#### Data to process:
..............................

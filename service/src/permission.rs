use std::fmt::Debug;
use std::sync::Arc;

use async_trait::async_trait;
use mockall::automock;

use crate::ServiceError;

/// The only privilege the backend knows. Admins may view and export the
/// records of every employee, everyone else only their own.
pub const ADMIN_PRIVILEGE: &str = "admin";

#[derive(Clone, Debug, PartialEq, Eq)]
pub enum Authentication<Context: Clone + PartialEq + Eq + Send + Sync + Debug + 'static> {
    Full,
    Context(Context),
}
impl<Context: Clone + Debug + PartialEq + Eq + Send + Sync + 'static> From<Context>
    for Authentication<Context>
{
    fn from(context: Context) -> Self {
        Self::Context(context)
    }
}

#[automock(type Context=();)]
#[async_trait]
pub trait PermissionService {
    type Context: Clone + PartialEq + Eq + Debug + Send + Sync + 'static;

    async fn check_permission(
        &self,
        privilege: &str,
        context: Authentication<Self::Context>,
    ) -> Result<(), ServiceError>;

    /// Username the request acts as. `None` for internal `Full` callers.
    async fn current_user(
        &self,
        context: Authentication<Self::Context>,
    ) -> Result<Option<Arc<str>>, ServiceError>;
}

..............................

#### The problem:
Reproduce each entry above exactly, keeping every character.

#### Your solution:
filename service/src/permission.rs
use std::fmt::Debug;
use std::sync::Arc;

use async_trait::async_trait;
use mockall::automock;

use crate::ServiceError;

/// The only privilege the backend knows. Admins may view and export the
/// records of every employee, everyone else only their own.
pub const ADMIN_PRIVILEGE: &str = "admin";

#[derive(Clone, Debug, PartialEq, Eq)]
pub enum Authentication<Context: Clone + PartialEq + Eq + Send + Sync + Debug + 'static> {
    Full,
    Context(Context),
}
impl<Context: Clone + Debug + PartialEq + Eq + Send + Sync + 'static> From<Context>
    for Authentication<Context>
{
    fn from(context: Context) -> Self {
        Self::Context(context)
    }
}

#[automock(type Context=();)]
#[async_trait]
pub trait PermissionService {
    type Context: Clone + PartialEq + Eq + Debug + Send + Sync + 'static;

    async fn check_permission(
        &self,
        privilege: &str,
        context: Authentication<Self::Context>,
    ) -> Result<(), ServiceError>;

    /// Username the request acts as. `None` for internal `Full` callers.
    async fn current_user(
        &self,
        context: Authentication<Self::Context>,
    ) -> Result<Option<Arc<str>>, ServiceError>;
}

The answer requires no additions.